Collected data:

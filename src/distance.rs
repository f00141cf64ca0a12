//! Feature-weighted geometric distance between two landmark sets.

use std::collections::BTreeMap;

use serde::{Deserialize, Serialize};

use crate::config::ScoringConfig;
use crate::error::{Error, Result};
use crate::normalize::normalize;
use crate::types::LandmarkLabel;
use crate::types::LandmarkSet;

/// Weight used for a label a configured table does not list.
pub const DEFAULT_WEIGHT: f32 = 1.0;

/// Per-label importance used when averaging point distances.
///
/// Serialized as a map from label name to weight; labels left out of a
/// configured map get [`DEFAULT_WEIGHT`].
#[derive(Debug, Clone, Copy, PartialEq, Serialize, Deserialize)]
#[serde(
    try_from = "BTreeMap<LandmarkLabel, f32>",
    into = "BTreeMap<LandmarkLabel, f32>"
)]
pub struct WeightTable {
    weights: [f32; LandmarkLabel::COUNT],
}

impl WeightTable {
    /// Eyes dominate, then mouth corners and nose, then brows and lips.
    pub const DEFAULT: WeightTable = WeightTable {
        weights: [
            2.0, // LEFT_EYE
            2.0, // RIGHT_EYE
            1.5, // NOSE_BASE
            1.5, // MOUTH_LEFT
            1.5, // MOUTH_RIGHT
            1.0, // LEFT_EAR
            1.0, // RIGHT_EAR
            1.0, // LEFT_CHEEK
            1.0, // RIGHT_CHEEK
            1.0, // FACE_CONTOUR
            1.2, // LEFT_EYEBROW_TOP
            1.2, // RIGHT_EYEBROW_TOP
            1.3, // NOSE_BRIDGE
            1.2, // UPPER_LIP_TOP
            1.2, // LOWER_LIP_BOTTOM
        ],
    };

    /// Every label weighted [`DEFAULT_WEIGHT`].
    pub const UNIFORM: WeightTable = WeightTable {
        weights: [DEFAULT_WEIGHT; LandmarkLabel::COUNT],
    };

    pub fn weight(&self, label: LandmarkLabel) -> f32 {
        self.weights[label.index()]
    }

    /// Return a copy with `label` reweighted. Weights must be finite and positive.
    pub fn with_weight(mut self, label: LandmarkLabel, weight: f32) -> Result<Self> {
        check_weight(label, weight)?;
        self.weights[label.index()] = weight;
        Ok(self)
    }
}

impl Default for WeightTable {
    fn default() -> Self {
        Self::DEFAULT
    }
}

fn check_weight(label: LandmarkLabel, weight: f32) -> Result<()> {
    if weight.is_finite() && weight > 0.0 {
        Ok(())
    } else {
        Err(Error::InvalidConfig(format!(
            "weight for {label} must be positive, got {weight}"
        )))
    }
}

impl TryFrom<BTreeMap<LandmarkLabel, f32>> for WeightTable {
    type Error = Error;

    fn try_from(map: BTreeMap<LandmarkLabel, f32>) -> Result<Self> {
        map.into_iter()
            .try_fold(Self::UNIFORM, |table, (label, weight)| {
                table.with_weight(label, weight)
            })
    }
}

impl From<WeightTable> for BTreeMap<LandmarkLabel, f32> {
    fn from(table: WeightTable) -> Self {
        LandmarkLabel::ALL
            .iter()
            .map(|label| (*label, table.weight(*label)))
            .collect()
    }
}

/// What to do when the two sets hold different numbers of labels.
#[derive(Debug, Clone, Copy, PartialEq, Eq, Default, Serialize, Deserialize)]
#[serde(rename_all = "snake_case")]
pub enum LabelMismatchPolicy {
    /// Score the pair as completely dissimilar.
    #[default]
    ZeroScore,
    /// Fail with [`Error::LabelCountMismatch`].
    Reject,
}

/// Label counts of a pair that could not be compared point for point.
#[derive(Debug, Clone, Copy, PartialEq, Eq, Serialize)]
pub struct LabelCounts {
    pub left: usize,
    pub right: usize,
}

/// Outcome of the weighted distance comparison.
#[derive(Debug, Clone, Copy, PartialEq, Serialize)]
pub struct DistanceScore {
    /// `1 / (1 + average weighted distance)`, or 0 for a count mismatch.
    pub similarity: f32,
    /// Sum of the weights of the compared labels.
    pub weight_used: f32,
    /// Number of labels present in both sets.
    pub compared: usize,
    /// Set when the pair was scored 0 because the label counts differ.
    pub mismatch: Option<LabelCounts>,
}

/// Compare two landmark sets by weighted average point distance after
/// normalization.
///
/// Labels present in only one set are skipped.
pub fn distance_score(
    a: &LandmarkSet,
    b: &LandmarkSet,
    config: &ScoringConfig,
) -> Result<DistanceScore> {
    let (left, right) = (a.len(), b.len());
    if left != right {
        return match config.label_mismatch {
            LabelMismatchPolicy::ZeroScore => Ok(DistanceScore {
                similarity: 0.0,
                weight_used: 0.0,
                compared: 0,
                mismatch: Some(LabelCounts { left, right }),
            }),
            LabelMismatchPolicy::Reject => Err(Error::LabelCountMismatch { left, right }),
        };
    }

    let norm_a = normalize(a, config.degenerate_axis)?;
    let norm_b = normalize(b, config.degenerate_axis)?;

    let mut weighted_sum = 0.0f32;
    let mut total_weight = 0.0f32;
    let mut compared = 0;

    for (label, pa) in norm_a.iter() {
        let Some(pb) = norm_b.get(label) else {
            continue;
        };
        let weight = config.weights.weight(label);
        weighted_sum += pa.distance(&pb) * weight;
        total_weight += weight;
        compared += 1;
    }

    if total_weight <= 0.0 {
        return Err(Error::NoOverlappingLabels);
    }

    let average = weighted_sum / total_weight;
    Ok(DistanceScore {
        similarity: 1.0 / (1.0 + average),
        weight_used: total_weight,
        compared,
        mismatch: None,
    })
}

→ PROBLEM TO WORK ON
Tally the lines in the entries above that hold the string "else" and state the tally alone.

→ RESULT
2